Hubertz will Bauen beschleunigen und Schrottimmobilien bekämpfen
Wichtige Fakten
- • Änderungen am Baugesetzbuch sollen Bauleitplanung auf zwei Jahre verkürzen.
- • Kommunen können bei angespanntem Wohnungsmarkt öffentliches Interesse erklären.
- • Neue Hebel gegen Schrottimmobilien, inklusive Instandsetzungsgebot und Enteignung.
- • Vorkaufsrecht für Kommunen bei Immobiliendeals mit Kriminellen oder Extremisten.
- • Umweltprüfung soll beschleunigt, aber nicht abgeschwächt werden.
Überblick
Bundesbauministerin Verena Hubertz (SPD) plant Änderungen am Baugesetzbuch, um den Wohnungsbau zu beschleunigen und Kommunen mehr rechtlichen Spielraum gegen 'Schrottimmobilien' zu geben. Laut Tagesschau sollen Städte und Gemeinden bei angespanntem Wohnungsmarkt ein 'überragendes öffentliches Interesse am Wohnungsbau' erklären können, was Wohnungsbau priorisiert. Die Bauleitplanung könnte künftig in zwei Jahren abgeschlossen werden, statt wie bisher oft zehn bis 15 Jahre. Bürgerbeteiligung soll digital und einstufig gestrafft werden, und die Umweltprüfung wird beschleunigt, ohne Schutzstandards abzusenken.
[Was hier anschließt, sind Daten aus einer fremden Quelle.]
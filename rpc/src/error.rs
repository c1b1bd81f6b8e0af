//!
//! [`enum@Error`] produced by the RPC client and the [`ServerError`]
//! payload carried by JSON-RPC error frames.
//!

use serde::*;
use serde_json::Value;
use std::time::Duration;
use thiserror::Error;
pub use tether_websocket::client::error::Error as WebSocketError;

#[derive(Error, Debug)]
pub enum Error {
    /// Incoming frame is not valid JSON or matches no known frame shape
    #[error("malformed frame: {0}")]
    MalformedFrame(String),

    /// Call attempted while no connection is established
    #[error("RPC client is not connected")]
    NotConnected,

    /// Server answered the call with an error frame
    #[error("RPC error {0}")]
    Rpc(ServerError),

    /// Connection dropped while the call was awaiting its reply
    #[error("connection lost while the call was pending")]
    ConnectionLost,

    /// No reply arrived within the call timeout
    #[error("RPC call timed out after {0:?}")]
    Timeout(Duration),

    /// Reconnection stopped after the configured number of retries
    #[error("giving up after {0} reconnection attempts")]
    RetriesExhausted(u32),

    /// Request id registered twice in the pending-call table
    #[error("request id {0} is already pending")]
    DuplicateId(u64),

    #[error("invalid URL `{0}`")]
    InvalidUrl(String),

    /// Underlying WebSocket error
    #[error("WebSocket -> {0}")]
    WebSocket(#[from] WebSocketError),

    #[error("SerdeJSON error: {0}")]
    SerdeJson(#[from] serde_json::Error),

    /// Unable to deserialize response data into the requested type
    #[error("RPC serde deserialization error: {0}")]
    SerdeDeserialize(String),
}

impl From<ServerError> for Error {
    fn from(err: ServerError) -> Self {
        Error::Rpc(err)
    }
}

///
/// Error object returned by the server in the `error` member of a
/// JSON-RPC frame. `data` carries any server supplied detail (for
/// example a traceback) verbatim.
///
#[derive(Error, Debug, Clone, PartialEq, Serialize, Deserialize)]
#[error("code:{code} message:`{message}`")]
pub struct ServerError {
    #[serde(default)]
    pub code: i64,
    #[serde(default)]
    pub message: String,
    #[serde(default, skip_serializing_if = "Option::is_none")]
    pub data: Option<Value>,
}

impl ServerError {
    pub fn new(code: i64, message: impl Into<String>) -> Self {
        ServerError {
            code,
            message: message.into(),
            data: None,
        }
    }
}

impl From<Value> for ServerError {
    fn from(value: Value) -> Self {
        match value {
            Value::Object(_) => serde_json::from_value::<ServerError>(value.clone())
                .unwrap_or_else(|_| ServerError {
                    code: 0,
                    message: value.to_string(),
                    data: Some(value),
                }),
            Value::String(message) => ServerError {
                code: 0,
                message: message.clone(),
                data: Some(Value::String(message)),
            },
            other => ServerError {
                code: 0,
                message: other.to_string(),
                data: Some(other),
            },
        }
    }
}

#[cfg(test)]
mod tests {
    use super::*;
    use serde_json::json;

    #[test]
    fn server_error_from_object() {
        let err = ServerError::from(json!({
            "code": -32601,
            "message": "Method not found",
            "data": {"traceback": "..."}
        }));
        assert_eq!(err.code, -32601);
        assert_eq!(err.message, "Method not found");
        assert_eq!(err.data, Some(json!({"traceback": "..."})));
    }

    #[test]
    fn server_error_from_partial_object() {
        let err = ServerError::from(json!({"message": "boom"}));
        assert_eq!(err, ServerError::new(0, "boom"));
    }

    #[test]
    fn server_error_from_non_object() {
        let err = ServerError::from(json!("plain failure"));
        assert_eq!(err.message, "plain failure");
        assert_eq!(err.data, Some(json!("plain failure")));

        let err = ServerError::from(json!({"code": "not a number"}));
        assert_eq!(err.code, 0);
        assert_eq!(err.data, Some(json!({"code": "not a number"})));
    }
}
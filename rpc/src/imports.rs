pub use crate::error::{Error, ServerError};
pub use crate::messages::{Frame, Id};
pub use crate::result::Result;
pub use ahash::AHashMap;
pub use serde::{de::DeserializeOwned, Deserialize, Serialize};
pub use serde_json::{self, Value};
pub use std::sync::atomic::{AtomicU64, Ordering};
pub use std::sync::{Arc, Mutex, MutexGuard, PoisonError, RwLock};
pub use std::time::{Duration, Instant};
pub use tether_log::{log_debug, log_error, log_info, log_trace, log_warn};
pub use tether_websocket::channel::{oneshot, unbounded, Receiver, Sender};
pub use tether_websocket::client::{Message as WebSocketMessage, WebSocket, WebSocketConfig};
//!
//! [`tether_log`] provides the logging macros used across the tether crates.
//!
//! Macros such as `log_info!()` format their arguments the same way `println!()`
//! does and are filtered against a process-wide [`LevelFilter`] that can be
//! changed at runtime with [`set_log_level`].
//!
//! The following macros are available:
//! - `log_trace!()`
//! - `log_debug!()`
//! - `log_info!()`
//! - `log_warn!()`
//! - `log_error!()`
//!
//! Each macro optionally accepts a `target:` prefix, i.e.
//! `log_warn!(target: "rpc", "id {} not found", id)`.
//!
//! # Redirecting log output
//!
//! A log sink receiving every message that passes the level filter can be
//! installed with [`pipe`]. [`Sink::write`] returns `true` when the text has
//! been consumed (nothing is printed) or `false` to let the default
//! console output proceed.
//!
//! ## Example:
//!
//! ```ignore
//! use tether_log::*;
//! pub struct MySink;
//! impl Sink for MySink {
//!     fn write(&self, _target: Option<&str>, _level: Level, args: &std::fmt::Arguments<'_>) -> bool {
//!         eprintln!("{args}");
//!         true
//!     }
//! }
//! tether_log::pipe(Some(std::sync::Arc::new(MySink)));
//! ```
//!
//! The sink is removed by supplying [`Option::None`] to [`pipe`].
//!

extern crate self as tether_log;

mod log;
pub use self::log::*;

pub mod prelude {
    pub use super::log::*;
    pub use super::{log_debug, log_error, log_info, log_trace, log_warn};
}
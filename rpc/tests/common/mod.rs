//! In-process WebSocket peer used by the session tests.
#![allow(dead_code)]

use futures_util::{SinkExt, StreamExt};
use serde_json::Value;
use std::future::Future;
use std::sync::atomic::{AtomicUsize, Ordering};
use std::sync::{Arc, Mutex};
use std::time::Duration;
use tether_rpc::client::{ClientOptions, ConnectionHandler, RetryPolicy};
use tether_rpc::error::Error;
use tokio::net::{TcpListener, TcpStream};
use tokio::time::timeout;
use tokio_tungstenite::tungstenite::Message;
use tokio_tungstenite::WebSocketStream;

pub const TEST_TIMEOUT: Duration = Duration::from_secs(5);
pub const RETRY_DELAY: Duration = Duration::from_millis(50);
/// Long enough to act while a retry timer is pending
pub const LONG_RETRY_DELAY: Duration = Duration::from_millis(200);

pub async fn within<F: Future>(future: F) -> F::Output {
    timeout(TEST_TIMEOUT, future).await.expect("Test timed out")
}

/// Polls `condition` until it holds.
pub async fn until<F: Fn() -> bool>(condition: F) {
    within(async {
        while !condition() {
            tokio::time::sleep(Duration::from_millis(10)).await;
        }
    })
    .await
}

pub fn options(url: &str) -> ClientOptions {
    ClientOptions {
        url: url.to_string(),
        retry: RetryPolicy::unbounded(RETRY_DELAY),
        ..Default::default()
    }
}

pub struct Peer {
    listener: TcpListener,
    url: String,
}

impl Peer {
    pub async fn bind() -> Peer {
        let listener = TcpListener::bind("127.0.0.1:0").await.unwrap();
        let url = format!("ws://{}/rpc", listener.local_addr().unwrap());
        Peer { listener, url }
    }

    pub fn url(&self) -> &str {
        &self.url
    }

    pub async fn accept(&self) -> Connection {
        within(async {
            let (stream, _) = self.listener.accept().await.unwrap();
            let ws = tokio_tungstenite::accept_async(stream).await.unwrap();
            Connection { ws }
        })
        .await
    }

    /// Returns `true` if a client connects within `period`.
    pub async fn accepts_within(&self, period: Duration) -> bool {
        timeout(period, self.listener.accept()).await.is_ok()
    }
}

pub struct Connection {
    ws: WebSocketStream<TcpStream>,
}

impl Connection {
    /// Next request frame sent by the client.
    pub async fn next_request(&mut self) -> Value {
        within(async {
            loop {
                match self.ws.next().await {
                    Some(Ok(Message::Text(text))) => return serde_json::from_str(&text).unwrap(),
                    Some(Ok(_)) => continue,
                    other => panic!("connection ended while waiting for a request: {other:?}"),
                }
            }
        })
        .await
    }

    pub async fn send(&mut self, value: Value) {
        self.send_raw(&value.to_string()).await
    }

    pub async fn send_raw(&mut self, text: &str) {
        within(self.ws.send(Message::Text(text.to_string())))
            .await
            .unwrap()
    }

    pub async fn close(mut self) {
        within(self.ws.close(None)).await.ok();
    }
}

/// Accepts TCP connections and drops them before the WebSocket
/// handshake, counting every attempt.
pub async fn dropping_peer() -> (String, Arc<AtomicUsize>) {
    let listener = TcpListener::bind("127.0.0.1:0").await.unwrap();
    let url = format!("ws://{}/rpc", listener.local_addr().unwrap());
    let attempts = Arc::new(AtomicUsize::new(0));
    let attempts_ = attempts.clone();
    tokio::spawn(async move {
        while let Ok((stream, _)) = listener.accept().await {
            attempts_.fetch_add(1, Ordering::SeqCst);
            drop(stream);
        }
    });
    (url, attempts)
}

/// Records connection notifications.
#[derive(Default)]
pub struct Recorder {
    changes: Mutex<Vec<bool>>,
    exhausted: Mutex<Vec<u32>>,
}

impl Recorder {
    pub fn changes(&self) -> Vec<bool> {
        self.changes.lock().unwrap().clone()
    }

    pub fn exhausted(&self) -> Vec<u32> {
        self.exhausted.lock().unwrap().clone()
    }
}

impl ConnectionHandler for Recorder {
    fn connection_changed(&self, connected: bool) {
        self.changes.lock().unwrap().push(connected);
    }

    fn retries_exhausted(&self, error: &Error) {
        if let Error::RetriesExhausted(max) = error {
            self.exhausted.lock().unwrap().push(*max);
        }
    }
}
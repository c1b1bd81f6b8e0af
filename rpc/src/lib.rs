//!
//! JSON-RPC 2.0 session client over a single persistent WebSocket
//! connection.
//!
//! Features:
//! - Request/response correlation by request id with per-call timeouts
//! - Server-pushed events delivered to any number of subscribers
//! - Transparent reconnection driven by a [`RetryPolicy`](client::RetryPolicy)
//! - Connectivity notifications through a [`ConnectionHandler`](client::ConnectionHandler)
//!
//! Every call resolves with exactly one outcome: the result, the server
//! error, [`Error::ConnectionLost`](error::Error::ConnectionLost) when the
//! connection drops first, or [`Error::Timeout`](error::Error::Timeout).
//!
//! The client is built on top of [`tether_websocket`], which uses
//! [Tokio](https://crates.io/crates/tokio) and
//! [Tungstenite](https://crates.io/crates/tungstenite).
//!
//! ```ignore
//! use tether_rpc::prelude::*;
//!
//! let client = Client::new(ClientOptions::new("localhost:6680/mopidy/ws")).await?;
//! let version: String = client.request("core.get_version", ()).await?;
//! ```
//!

extern crate self as tether_rpc;

pub mod client;
pub mod error;
mod imports;
pub mod messages;
pub mod result;

pub mod prelude {
    pub use crate::client::prelude::*;
}
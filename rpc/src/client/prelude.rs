//!
//! Convenience module exporting all types required for the client use.
//!
pub use crate::client::{
    Client, ClientOptions, ConnectOptions, ConnectionHandler, ConnectionState, ConnectionStatus,
    ErrorHandler, EventHandler, HandlerResult, RetryPolicy,
};
pub use crate::error::{Error, ServerError};
pub use crate::result::Result;
pub use serde_json::Value;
Maßnahmen gegen Schrottimmobilien
Gegen Schrottimmobilien, also vernachlässigte Gebäude, erhalten Kommunen neue Hebel: Sie können leichter ein Instandsetzungsgebot aussprechen und in extremen Fällen sogar enteignen. Zudem soll ein Vorkaufsrecht für Kommunen eingeführt werden, wenn Immobiliendeale mit Kriminellen oder Extremisten anstehen, etwa bei rechtsextremen Aktivitäten. In Milieuschutzgebieten kehrt man zur Praxis vor einem Urteil von 2021 zurück, indem Gemeinden wieder ein Vorkaufsrecht erhalten. Die Pläne stehen noch am Anfang und müssen in der Regierung abgestimmt sowie im Bundestag beraten werden.